• Exercise brief
Every line of the data below must be given again exactly.

• Recorded data

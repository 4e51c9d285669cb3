//! Credential vault for secure credential storage.
//!
//! All integration credentials are encrypted at rest with ChaCha20-Poly1305.
//! Envelopes carry the id of the sealing key, so keys can be rotated while
//! old envelopes remain decryptable. No plaintext credentials are stored in
//! configuration or logs.

use base64::Engine as _;
use base64::engine::general_purpose::URL_SAFE_NO_PAD;
use chacha20poly1305::aead::Aead;
use chacha20poly1305::{ChaCha20Poly1305, KeyInit, Nonce};
use rand::RngCore;
use std::collections::HashMap;

use crate::config::CredentialEnvelope;
use crate::error::CredentialError;

/// Envelope format version. Bumped if the sealing scheme changes.
const ENVELOPE_VERSION: &str = "v1";

/// Length of the ChaCha20-Poly1305 nonce in bytes.
const NONCE_LEN: usize = 12;

/// Encrypts and decrypts credential blobs under a keyring of named keys.
///
/// New envelopes are sealed with the active key; envelopes sealed under any
/// loaded key remain decryptable.
pub struct CredentialVault {
    keys: HashMap<String, [u8; 32]>,
    active: String,
}

impl CredentialVault {
    /// Creates a vault with a single key, which becomes the active key.
    #[must_use]
    pub fn new(key_id: impl Into<String>, key: [u8; 32]) -> Self {
        let active = key_id.into();
        let mut keys = HashMap::new();
        keys.insert(active.clone(), key);
        Self { keys, active }
    }

    /// Creates a vault with a freshly generated random key.
    ///
    /// Suitable for tests and ephemeral deployments; persisted envelopes
    /// will not survive a restart with a different key.
    #[must_use]
    pub fn generate(key_id: impl Into<String>) -> Self {
        let mut key = [0u8; 32];
        rand::thread_rng().fill_bytes(&mut key);
        Self::new(key_id, key)
    }

    /// Adds a decryption key to the keyring without changing the active key.
    pub fn add_key(&mut self, key_id: impl Into<String>, key: [u8; 32]) {
        self.keys.insert(key_id.into(), key);
    }

    /// The id of the key used to seal new envelopes.
    #[must_use]
    pub fn active_key_id(&self) -> &str {
        &self.active
    }

    /// Seals a plaintext blob into an envelope under the active key.
    ///
    /// # Errors
    ///
    /// Returns an error if the cipher rejects the key or plaintext.
    pub fn encrypt(&self, plaintext: &[u8]) -> Result<CredentialEnvelope, CredentialError> {
        let key = self
            .keys
            .get(&self.active)
            .ok_or_else(|| CredentialError::UnknownKey {
                key_id: self.active.clone(),
            })?;

        let mut nonce_bytes = [0u8; NONCE_LEN];
        rand::thread_rng().fill_bytes(&mut nonce_bytes);
        let nonce = Nonce::from_slice(&nonce_bytes);

        let aead = ChaCha20Poly1305::new_from_slice(key).map_err(|e| {
            CredentialError::EncryptionFailed {
                reason: e.to_string(),
            }
        })?;
        let ciphertext =
            aead.encrypt(nonce, plaintext)
                .map_err(|e| CredentialError::EncryptionFailed {
                    reason: e.to_string(),
                })?;

        let cipher = format!(
            "{ENVELOPE_VERSION}:{}:{}",
            URL_SAFE_NO_PAD.encode(nonce_bytes),
            URL_SAFE_NO_PAD.encode(ciphertext)
        );

        Ok(CredentialEnvelope {
            cipher,
            key_id: self.active.clone(),
        })
    }

    /// Opens an envelope and returns the plaintext.
    ///
    /// # Errors
    ///
    /// Fails loudly on an unknown key id, a malformed envelope, or a
    /// ciphertext that does not authenticate; corrupted data is never
    /// returned.
    pub fn decrypt(&self, envelope: &CredentialEnvelope) -> Result<Vec<u8>, CredentialError> {
        let key = self
            .keys
            .get(&envelope.key_id)
            .ok_or_else(|| CredentialError::UnknownKey {
                key_id: envelope.key_id.clone(),
            })?;

        let mut parts = envelope.cipher.split(':');
        let version = parts.next().unwrap_or_default();
        let nonce_b64 = parts.next().unwrap_or_default();
        let ciphertext_b64 = parts.next().unwrap_or_default();

        if version != ENVELOPE_VERSION || parts.next().is_some() {
            return Err(CredentialError::InvalidFormat {
                reason: format!("expected '{ENVELOPE_VERSION}:<nonce>:<ciphertext>'"),
            });
        }

        let nonce_bytes =
            URL_SAFE_NO_PAD
                .decode(nonce_b64)
                .map_err(|e| CredentialError::InvalidFormat {
                    reason: format!("bad nonce encoding: {e}"),
                })?;
        if nonce_bytes.len() != NONCE_LEN {
            return Err(CredentialError::InvalidFormat {
                reason: format!("nonce must be {NONCE_LEN} bytes"),
            });
        }
        let ciphertext =
            URL_SAFE_NO_PAD
                .decode(ciphertext_b64)
                .map_err(|e| CredentialError::InvalidFormat {
                    reason: format!("bad ciphertext encoding: {e}"),
                })?;

        let aead = ChaCha20Poly1305::new_from_slice(key).map_err(|e| {
            CredentialError::DecryptionFailed {
                reason: e.to_string(),
            }
        })?;

        aead.decrypt(Nonce::from_slice(&nonce_bytes), ciphertext.as_ref())
            .map_err(|_| CredentialError::DecryptionFailed {
                reason: "ciphertext failed authentication".to_string(),
            })
    }
}

impl std::fmt::Debug for CredentialVault {
    fn fmt(&self, f: &mut std::fmt::Formatter<'_>) -> std::fmt::Result {
        f.debug_struct("CredentialVault")
            .field("active", &self.active)
            .field("key_ids", &self.keys.keys().collect::<Vec<_>>())
            .finish()
    }
}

• Task solution
repository 4e51c9d285669cb3
//! Credential vault for secure credential storage.
//!
//! All integration credentials are encrypted at rest with ChaCha20-Poly1305.
//! Envelopes carry the id of the sealing key, so keys can be rotated while
//! old envelopes remain decryptable. No plaintext credentials are stored in
//! configuration or logs.

use base64::Engine as _;
use base64::engine::general_purpose::URL_SAFE_NO_PAD;
use chacha20poly1305::aead::Aead;
use chacha20poly1305::{ChaCha20Poly1305, KeyInit, Nonce};
use rand::RngCore;
use std::collections::HashMap;

use crate::config::CredentialEnvelope;
use crate::error::CredentialError;

/// Envelope format version. Bumped if the sealing scheme changes.
const ENVELOPE_VERSION: &str = "v1";

/// Length of the ChaCha20-Poly1305 nonce in bytes.
const NONCE_LEN: usize = 12;

/// Encrypts and decrypts credential blobs under a keyring of named keys.
///
/// New envelopes are sealed with the active key; envelopes sealed under any
/// loaded key remain decryptable.
pub struct CredentialVault {
    keys: HashMap<String, [u8; 32]>,
    active: String,
}

impl CredentialVault {
    /// Creates a vault with a single key, which becomes the active key.
    #[must_use]
    pub fn new(key_id: impl Into<String>, key: [u8; 32]) -> Self {
        let active = key_id.into();
        let mut keys = HashMap::new();
        keys.insert(active.clone(), key);
        Self { keys, active }
    }

    /// Creates a vault with a freshly generated random key.
    ///
    /// Suitable for tests and ephemeral deployments; persisted envelopes
    /// will not survive a restart with a different key.
    #[must_use]
    pub fn generate(key_id: impl Into<String>) -> Self {
        let mut key = [0u8; 32];
        rand::thread_rng().fill_bytes(&mut key);
        Self::new(key_id, key)
    }

    /// Adds a decryption key to the keyring without changing the active key.
    pub fn add_key(&mut self, key_id: impl Into<String>, key: [u8; 32]) {
        self.keys.insert(key_id.into(), key);
    }

    /// The id of the key used to seal new envelopes.
    #[must_use]
    pub fn active_key_id(&self) -> &str {
        &self.active
    }

    /// Seals a plaintext blob into an envelope under the active key.
    ///
    /// # Errors
    ///
    /// Returns an error if the cipher rejects the key or plaintext.
    pub fn encrypt(&self, plaintext: &[u8]) -> Result<CredentialEnvelope, CredentialError> {
        let key = self
            .keys
            .get(&self.active)
            .ok_or_else(|| CredentialError::UnknownKey {
                key_id: self.active.clone(),
            })?;

        let mut nonce_bytes = [0u8; NONCE_LEN];
        rand::thread_rng().fill_bytes(&mut nonce_bytes);
        let nonce = Nonce::from_slice(&nonce_bytes);

        let aead = ChaCha20Poly1305::new_from_slice(key).map_err(|e| {
            CredentialError::EncryptionFailed {
                reason: e.to_string(),
            }
        })?;
        let ciphertext =
            aead.encrypt(nonce, plaintext)
                .map_err(|e| CredentialError::EncryptionFailed {
                    reason: e.to_string(),
                })?;

        let cipher = format!(
            "{ENVELOPE_VERSION}:{}:{}",
            URL_SAFE_NO_PAD.encode(nonce_bytes),
            URL_SAFE_NO_PAD.encode(ciphertext)
        );

        Ok(CredentialEnvelope {
            cipher,
            key_id: self.active.clone(),
        })
    }

    /// Opens an envelope and returns the plaintext.
    ///
    /// # Errors
    ///
    /// Fails loudly on an unknown key id, a malformed envelope, or a
    /// ciphertext that does not authenticate; corrupted data is never
    /// returned.
    pub fn decrypt(&self, envelope: &CredentialEnvelope) -> Result<Vec<u8>, CredentialError> {
        let key = self
            .keys
            .get(&envelope.key_id)
            .ok_or_else(|| CredentialError::UnknownKey {
                key_id: envelope.key_id.clone(),
            })?;

        let mut parts = envelope.cipher.split(':');
        let version = parts.next().unwrap_or_default();
        let nonce_b64 = parts.next().unwrap_or_default();
        let ciphertext_b64 = parts.next().unwrap_or_default();

        if version != ENVELOPE_VERSION || parts.next().is_some() {
            return Err(CredentialError::InvalidFormat {
                reason: format!("expected '{ENVELOPE_VERSION}:<nonce>:<ciphertext>'"),
            });
        }

        let nonce_bytes =
            URL_SAFE_NO_PAD
                .decode(nonce_b64)
                .map_err(|e| CredentialError::InvalidFormat {
                    reason: format!("bad nonce encoding: {e}"),
                })?;
        if nonce_bytes.len() != NONCE_LEN {
            return Err(CredentialError::InvalidFormat {
                reason: format!("nonce must be {NONCE_LEN} bytes"),
            });
        }
        let ciphertext =
            URL_SAFE_NO_PAD
                .decode(ciphertext_b64)
                .map_err(|e| CredentialError::InvalidFormat {
                    reason: format!("bad ciphertext encoding: {e}"),
                })?;

        let aead = ChaCha20Poly1305::new_from_slice(key).map_err(|e| {
            CredentialError::DecryptionFailed {
                reason: e.to_string(),
            }
        })?;

        aead.decrypt(Nonce::from_slice(&nonce_bytes), ciphertext.as_ref())
            .map_err(|_| CredentialError::DecryptionFailed {
                reason: "ciphertext failed authentication".to_string(),
            })
    }
}

impl std::fmt::Debug for CredentialVault {
    fn fmt(&self, f: &mut std::fmt::Formatter<'_>) -> std::fmt::Result {
        f.debug_struct("CredentialVault")
            .field("active", &self.active)
            .field("key_ids", &self.keys.keys().collect::<Vec<_>>())
            .finish()
    }
}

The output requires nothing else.